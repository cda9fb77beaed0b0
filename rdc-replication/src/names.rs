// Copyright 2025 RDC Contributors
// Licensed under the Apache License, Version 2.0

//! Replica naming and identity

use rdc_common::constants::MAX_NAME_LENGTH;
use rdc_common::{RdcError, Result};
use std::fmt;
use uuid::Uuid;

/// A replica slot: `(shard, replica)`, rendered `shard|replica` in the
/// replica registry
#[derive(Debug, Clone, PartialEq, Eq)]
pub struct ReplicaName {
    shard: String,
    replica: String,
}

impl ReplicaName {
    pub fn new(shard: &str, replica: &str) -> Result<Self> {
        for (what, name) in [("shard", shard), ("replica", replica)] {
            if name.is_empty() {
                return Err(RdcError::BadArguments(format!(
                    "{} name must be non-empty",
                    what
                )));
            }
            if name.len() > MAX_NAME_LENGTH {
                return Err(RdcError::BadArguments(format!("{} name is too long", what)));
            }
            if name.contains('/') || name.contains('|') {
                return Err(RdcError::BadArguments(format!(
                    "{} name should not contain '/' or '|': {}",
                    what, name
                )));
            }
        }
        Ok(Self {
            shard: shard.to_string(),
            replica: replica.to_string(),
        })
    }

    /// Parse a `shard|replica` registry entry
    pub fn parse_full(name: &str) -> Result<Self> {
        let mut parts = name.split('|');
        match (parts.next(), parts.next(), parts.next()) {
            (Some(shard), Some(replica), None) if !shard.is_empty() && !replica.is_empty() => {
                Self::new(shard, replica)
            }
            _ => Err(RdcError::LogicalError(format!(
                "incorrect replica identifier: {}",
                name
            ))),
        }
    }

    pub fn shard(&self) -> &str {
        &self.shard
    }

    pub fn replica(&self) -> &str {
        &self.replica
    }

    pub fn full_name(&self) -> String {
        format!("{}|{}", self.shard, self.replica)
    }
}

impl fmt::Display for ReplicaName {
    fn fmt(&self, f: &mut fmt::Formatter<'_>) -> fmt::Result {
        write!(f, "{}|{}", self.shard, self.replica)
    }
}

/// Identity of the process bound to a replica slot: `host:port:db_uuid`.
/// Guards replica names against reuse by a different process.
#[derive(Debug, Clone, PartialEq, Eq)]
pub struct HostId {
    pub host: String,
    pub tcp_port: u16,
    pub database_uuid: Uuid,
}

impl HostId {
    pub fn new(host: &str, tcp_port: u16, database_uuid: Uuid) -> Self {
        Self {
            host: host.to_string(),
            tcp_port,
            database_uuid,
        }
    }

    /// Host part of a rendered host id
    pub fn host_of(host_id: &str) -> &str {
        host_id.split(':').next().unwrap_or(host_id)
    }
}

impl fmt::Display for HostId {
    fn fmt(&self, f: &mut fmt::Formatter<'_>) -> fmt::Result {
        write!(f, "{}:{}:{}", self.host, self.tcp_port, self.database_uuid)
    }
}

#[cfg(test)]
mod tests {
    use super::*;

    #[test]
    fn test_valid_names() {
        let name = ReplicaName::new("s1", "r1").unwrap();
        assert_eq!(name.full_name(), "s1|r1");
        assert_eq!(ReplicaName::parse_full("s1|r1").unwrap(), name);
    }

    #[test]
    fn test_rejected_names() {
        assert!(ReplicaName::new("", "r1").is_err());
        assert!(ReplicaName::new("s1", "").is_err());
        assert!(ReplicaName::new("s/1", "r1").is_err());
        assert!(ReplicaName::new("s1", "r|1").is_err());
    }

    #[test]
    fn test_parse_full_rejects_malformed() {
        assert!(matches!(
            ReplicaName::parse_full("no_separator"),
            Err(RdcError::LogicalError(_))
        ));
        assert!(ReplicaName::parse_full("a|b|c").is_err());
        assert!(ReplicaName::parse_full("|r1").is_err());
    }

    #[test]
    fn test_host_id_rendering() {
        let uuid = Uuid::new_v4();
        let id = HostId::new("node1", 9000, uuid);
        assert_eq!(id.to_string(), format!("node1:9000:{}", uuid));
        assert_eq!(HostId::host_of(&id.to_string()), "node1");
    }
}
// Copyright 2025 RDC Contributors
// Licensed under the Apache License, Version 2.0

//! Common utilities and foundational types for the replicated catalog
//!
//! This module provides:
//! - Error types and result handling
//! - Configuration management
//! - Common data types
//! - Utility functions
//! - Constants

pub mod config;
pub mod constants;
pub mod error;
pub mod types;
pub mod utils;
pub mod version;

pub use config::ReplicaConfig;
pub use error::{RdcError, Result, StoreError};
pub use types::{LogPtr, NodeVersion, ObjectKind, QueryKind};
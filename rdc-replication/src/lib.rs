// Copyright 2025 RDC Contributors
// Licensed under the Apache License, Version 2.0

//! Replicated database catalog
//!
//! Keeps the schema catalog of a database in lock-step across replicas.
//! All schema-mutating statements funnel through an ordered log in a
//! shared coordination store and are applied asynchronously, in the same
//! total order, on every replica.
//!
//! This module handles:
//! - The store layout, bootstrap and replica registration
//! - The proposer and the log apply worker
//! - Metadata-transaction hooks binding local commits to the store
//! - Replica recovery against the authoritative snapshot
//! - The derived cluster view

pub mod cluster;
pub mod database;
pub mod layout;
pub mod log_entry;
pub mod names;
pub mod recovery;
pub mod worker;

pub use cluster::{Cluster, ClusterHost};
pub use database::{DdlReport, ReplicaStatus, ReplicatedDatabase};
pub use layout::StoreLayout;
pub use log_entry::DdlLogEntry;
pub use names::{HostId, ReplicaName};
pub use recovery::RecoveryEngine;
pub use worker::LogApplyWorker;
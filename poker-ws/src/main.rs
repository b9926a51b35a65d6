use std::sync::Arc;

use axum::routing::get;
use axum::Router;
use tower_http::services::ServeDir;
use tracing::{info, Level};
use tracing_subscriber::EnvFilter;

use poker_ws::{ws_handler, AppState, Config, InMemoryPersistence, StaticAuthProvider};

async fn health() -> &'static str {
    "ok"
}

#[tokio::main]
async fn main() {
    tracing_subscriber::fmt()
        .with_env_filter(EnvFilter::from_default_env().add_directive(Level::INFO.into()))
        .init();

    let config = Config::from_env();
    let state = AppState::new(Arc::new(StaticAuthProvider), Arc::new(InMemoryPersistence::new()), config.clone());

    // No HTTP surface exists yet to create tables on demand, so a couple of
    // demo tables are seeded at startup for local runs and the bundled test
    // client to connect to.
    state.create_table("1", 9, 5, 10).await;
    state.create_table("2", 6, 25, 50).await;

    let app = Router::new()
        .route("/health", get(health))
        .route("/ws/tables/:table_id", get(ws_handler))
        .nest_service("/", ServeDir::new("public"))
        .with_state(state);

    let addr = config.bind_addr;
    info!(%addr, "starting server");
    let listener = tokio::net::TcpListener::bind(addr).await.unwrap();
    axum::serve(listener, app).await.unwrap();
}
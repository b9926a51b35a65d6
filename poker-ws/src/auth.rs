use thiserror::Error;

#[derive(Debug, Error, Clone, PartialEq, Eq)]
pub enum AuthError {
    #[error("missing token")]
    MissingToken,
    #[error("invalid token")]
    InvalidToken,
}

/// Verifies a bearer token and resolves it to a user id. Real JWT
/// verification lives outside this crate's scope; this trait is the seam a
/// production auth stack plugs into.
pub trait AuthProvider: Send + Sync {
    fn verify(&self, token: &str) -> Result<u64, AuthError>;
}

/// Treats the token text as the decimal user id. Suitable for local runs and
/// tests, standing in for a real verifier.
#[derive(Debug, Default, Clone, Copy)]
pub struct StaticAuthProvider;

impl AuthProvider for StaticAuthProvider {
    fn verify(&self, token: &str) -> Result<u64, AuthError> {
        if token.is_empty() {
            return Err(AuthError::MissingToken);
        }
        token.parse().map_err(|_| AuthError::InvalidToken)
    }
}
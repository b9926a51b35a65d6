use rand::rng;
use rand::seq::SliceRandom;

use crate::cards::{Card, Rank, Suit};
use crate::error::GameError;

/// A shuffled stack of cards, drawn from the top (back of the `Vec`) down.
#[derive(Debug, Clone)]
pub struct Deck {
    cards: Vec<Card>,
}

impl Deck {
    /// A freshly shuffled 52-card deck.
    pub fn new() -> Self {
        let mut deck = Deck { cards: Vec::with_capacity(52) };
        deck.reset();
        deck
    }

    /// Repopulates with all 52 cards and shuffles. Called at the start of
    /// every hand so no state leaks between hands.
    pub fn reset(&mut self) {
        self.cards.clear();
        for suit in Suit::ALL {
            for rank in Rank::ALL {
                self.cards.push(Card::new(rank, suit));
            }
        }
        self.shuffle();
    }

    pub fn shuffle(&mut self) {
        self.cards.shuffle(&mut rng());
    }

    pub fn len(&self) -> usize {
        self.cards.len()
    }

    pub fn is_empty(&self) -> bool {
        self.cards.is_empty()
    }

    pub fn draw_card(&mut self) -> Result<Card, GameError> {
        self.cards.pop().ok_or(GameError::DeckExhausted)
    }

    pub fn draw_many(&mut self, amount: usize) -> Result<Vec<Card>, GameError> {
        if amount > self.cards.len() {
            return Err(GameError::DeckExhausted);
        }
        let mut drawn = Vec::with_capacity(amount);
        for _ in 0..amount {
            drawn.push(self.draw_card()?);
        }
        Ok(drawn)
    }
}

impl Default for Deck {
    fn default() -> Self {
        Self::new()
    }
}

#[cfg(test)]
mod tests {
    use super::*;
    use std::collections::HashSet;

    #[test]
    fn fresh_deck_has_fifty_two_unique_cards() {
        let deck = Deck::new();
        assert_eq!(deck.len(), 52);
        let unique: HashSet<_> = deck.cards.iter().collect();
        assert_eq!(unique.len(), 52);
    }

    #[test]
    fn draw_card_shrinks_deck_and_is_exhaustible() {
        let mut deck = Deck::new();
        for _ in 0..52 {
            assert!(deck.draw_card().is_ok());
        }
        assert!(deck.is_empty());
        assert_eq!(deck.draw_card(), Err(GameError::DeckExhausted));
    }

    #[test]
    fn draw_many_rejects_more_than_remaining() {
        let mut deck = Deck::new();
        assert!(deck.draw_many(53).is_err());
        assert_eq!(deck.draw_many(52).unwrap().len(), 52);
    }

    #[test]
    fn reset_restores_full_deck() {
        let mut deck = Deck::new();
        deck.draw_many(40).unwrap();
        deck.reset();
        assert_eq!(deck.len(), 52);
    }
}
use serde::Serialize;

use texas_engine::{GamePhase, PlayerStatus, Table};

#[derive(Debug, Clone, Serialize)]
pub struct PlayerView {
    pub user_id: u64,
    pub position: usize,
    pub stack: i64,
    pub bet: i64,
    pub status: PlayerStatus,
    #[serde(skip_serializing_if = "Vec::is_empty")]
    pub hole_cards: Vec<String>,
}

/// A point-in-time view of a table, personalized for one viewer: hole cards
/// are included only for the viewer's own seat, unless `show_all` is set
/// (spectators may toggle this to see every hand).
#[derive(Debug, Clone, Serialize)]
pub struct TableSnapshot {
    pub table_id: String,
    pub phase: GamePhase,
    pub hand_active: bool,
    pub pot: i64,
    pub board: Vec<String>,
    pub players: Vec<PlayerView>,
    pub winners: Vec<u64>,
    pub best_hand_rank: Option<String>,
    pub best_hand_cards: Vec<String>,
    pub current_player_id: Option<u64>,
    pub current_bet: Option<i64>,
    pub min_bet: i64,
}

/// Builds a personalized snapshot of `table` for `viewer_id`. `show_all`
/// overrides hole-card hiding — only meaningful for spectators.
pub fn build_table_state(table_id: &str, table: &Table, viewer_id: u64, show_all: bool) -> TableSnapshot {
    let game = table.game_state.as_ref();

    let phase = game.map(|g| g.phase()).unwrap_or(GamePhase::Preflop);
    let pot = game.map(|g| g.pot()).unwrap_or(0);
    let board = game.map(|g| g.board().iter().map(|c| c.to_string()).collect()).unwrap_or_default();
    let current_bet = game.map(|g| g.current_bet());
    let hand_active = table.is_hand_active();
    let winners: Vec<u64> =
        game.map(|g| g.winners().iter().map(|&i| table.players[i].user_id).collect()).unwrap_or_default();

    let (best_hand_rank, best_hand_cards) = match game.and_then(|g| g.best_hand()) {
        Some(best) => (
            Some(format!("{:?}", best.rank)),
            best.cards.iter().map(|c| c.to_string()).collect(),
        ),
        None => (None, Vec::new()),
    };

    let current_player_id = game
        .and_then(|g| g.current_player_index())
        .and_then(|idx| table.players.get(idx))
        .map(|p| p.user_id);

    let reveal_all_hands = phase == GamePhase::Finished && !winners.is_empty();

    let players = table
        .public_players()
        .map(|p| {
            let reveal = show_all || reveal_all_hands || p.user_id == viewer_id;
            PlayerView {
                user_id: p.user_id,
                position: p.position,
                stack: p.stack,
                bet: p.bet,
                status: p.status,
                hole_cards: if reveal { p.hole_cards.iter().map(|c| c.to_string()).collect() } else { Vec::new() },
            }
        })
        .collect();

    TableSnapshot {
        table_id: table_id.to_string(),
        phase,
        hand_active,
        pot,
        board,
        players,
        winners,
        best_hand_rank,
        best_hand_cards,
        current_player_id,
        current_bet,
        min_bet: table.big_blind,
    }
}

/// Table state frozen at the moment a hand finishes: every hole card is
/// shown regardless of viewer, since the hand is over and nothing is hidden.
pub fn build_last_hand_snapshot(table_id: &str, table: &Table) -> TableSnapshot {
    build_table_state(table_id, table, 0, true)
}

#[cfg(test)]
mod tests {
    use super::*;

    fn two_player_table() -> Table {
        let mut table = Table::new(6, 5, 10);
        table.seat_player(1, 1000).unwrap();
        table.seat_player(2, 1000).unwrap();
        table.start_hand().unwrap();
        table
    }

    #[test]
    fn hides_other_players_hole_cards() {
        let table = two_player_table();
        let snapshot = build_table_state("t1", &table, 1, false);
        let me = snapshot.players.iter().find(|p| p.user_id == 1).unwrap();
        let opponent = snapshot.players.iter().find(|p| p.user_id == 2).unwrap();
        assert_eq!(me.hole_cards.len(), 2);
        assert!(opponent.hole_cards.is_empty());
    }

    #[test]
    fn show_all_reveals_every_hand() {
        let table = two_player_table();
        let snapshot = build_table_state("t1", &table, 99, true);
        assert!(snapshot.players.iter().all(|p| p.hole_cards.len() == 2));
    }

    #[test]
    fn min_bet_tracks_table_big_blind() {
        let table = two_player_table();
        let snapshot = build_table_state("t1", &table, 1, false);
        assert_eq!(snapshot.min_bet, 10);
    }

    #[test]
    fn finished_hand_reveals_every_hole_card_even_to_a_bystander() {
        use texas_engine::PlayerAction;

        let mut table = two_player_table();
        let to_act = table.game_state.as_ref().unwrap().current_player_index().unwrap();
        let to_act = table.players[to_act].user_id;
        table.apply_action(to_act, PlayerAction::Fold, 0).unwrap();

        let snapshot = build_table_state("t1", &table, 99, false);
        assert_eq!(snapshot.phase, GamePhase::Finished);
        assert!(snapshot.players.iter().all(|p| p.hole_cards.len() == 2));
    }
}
= = = = = = =
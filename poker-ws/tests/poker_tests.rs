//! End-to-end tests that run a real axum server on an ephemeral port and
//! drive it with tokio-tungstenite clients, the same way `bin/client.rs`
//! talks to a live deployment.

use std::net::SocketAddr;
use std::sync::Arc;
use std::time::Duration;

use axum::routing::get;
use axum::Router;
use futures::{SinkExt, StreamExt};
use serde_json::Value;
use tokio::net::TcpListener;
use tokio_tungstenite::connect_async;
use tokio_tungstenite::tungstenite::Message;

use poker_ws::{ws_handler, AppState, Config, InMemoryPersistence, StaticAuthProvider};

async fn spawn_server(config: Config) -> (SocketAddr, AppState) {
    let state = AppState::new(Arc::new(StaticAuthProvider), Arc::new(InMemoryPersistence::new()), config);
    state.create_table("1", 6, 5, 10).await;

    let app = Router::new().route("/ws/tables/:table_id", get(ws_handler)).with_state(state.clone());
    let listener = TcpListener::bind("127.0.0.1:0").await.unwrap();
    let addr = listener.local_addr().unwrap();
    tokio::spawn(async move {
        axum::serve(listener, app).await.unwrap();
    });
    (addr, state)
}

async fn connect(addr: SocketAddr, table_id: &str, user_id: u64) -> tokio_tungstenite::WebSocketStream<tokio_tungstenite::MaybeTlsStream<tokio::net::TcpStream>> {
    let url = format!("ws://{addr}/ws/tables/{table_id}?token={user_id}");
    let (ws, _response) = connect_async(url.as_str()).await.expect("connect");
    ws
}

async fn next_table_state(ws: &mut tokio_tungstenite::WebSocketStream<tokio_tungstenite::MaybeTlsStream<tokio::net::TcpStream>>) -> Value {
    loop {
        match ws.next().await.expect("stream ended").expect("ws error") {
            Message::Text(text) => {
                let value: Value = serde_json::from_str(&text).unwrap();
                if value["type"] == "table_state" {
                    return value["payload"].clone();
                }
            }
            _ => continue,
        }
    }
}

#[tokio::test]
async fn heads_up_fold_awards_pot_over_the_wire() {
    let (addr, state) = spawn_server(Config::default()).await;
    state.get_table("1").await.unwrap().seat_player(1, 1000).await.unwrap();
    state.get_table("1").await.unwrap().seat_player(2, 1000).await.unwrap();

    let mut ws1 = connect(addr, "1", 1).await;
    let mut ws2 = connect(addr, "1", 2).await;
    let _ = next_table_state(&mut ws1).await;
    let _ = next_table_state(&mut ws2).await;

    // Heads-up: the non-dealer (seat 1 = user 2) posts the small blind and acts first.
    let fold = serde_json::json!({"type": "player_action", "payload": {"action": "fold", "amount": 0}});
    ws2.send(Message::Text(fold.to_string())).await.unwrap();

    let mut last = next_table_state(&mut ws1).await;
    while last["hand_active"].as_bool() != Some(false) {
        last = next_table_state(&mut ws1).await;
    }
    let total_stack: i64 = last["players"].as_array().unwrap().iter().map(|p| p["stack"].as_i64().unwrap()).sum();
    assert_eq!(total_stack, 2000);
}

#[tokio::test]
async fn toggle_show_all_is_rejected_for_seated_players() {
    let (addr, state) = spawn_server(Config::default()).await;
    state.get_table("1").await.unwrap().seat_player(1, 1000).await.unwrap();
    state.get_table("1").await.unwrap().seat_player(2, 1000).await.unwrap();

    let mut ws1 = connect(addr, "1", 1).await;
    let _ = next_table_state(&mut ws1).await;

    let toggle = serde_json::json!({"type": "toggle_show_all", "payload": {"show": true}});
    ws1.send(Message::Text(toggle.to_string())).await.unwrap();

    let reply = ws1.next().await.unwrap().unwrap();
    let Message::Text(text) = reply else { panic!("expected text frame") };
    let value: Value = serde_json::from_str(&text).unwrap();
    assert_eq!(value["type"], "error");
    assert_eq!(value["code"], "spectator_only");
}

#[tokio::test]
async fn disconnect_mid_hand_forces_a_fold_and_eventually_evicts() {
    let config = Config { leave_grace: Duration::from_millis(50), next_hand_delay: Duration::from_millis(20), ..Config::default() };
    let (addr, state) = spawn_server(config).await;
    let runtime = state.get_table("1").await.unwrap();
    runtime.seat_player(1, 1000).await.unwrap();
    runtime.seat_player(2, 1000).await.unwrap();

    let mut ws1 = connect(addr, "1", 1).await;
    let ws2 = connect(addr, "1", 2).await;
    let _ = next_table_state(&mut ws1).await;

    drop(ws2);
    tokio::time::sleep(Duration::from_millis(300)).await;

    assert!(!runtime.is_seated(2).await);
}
= = = = = = =
* DIRECTIONS *
Return each line of the preceding material in which "types" can be found.

* EXERCISE OUTPUT *
//! Common utilities and foundational types for the replicated catalog
//! - Error types and result handling
//! - Common data types
pub mod types;
pub use types::{LogPtr, NodeVersion, ObjectKind, QueryKind};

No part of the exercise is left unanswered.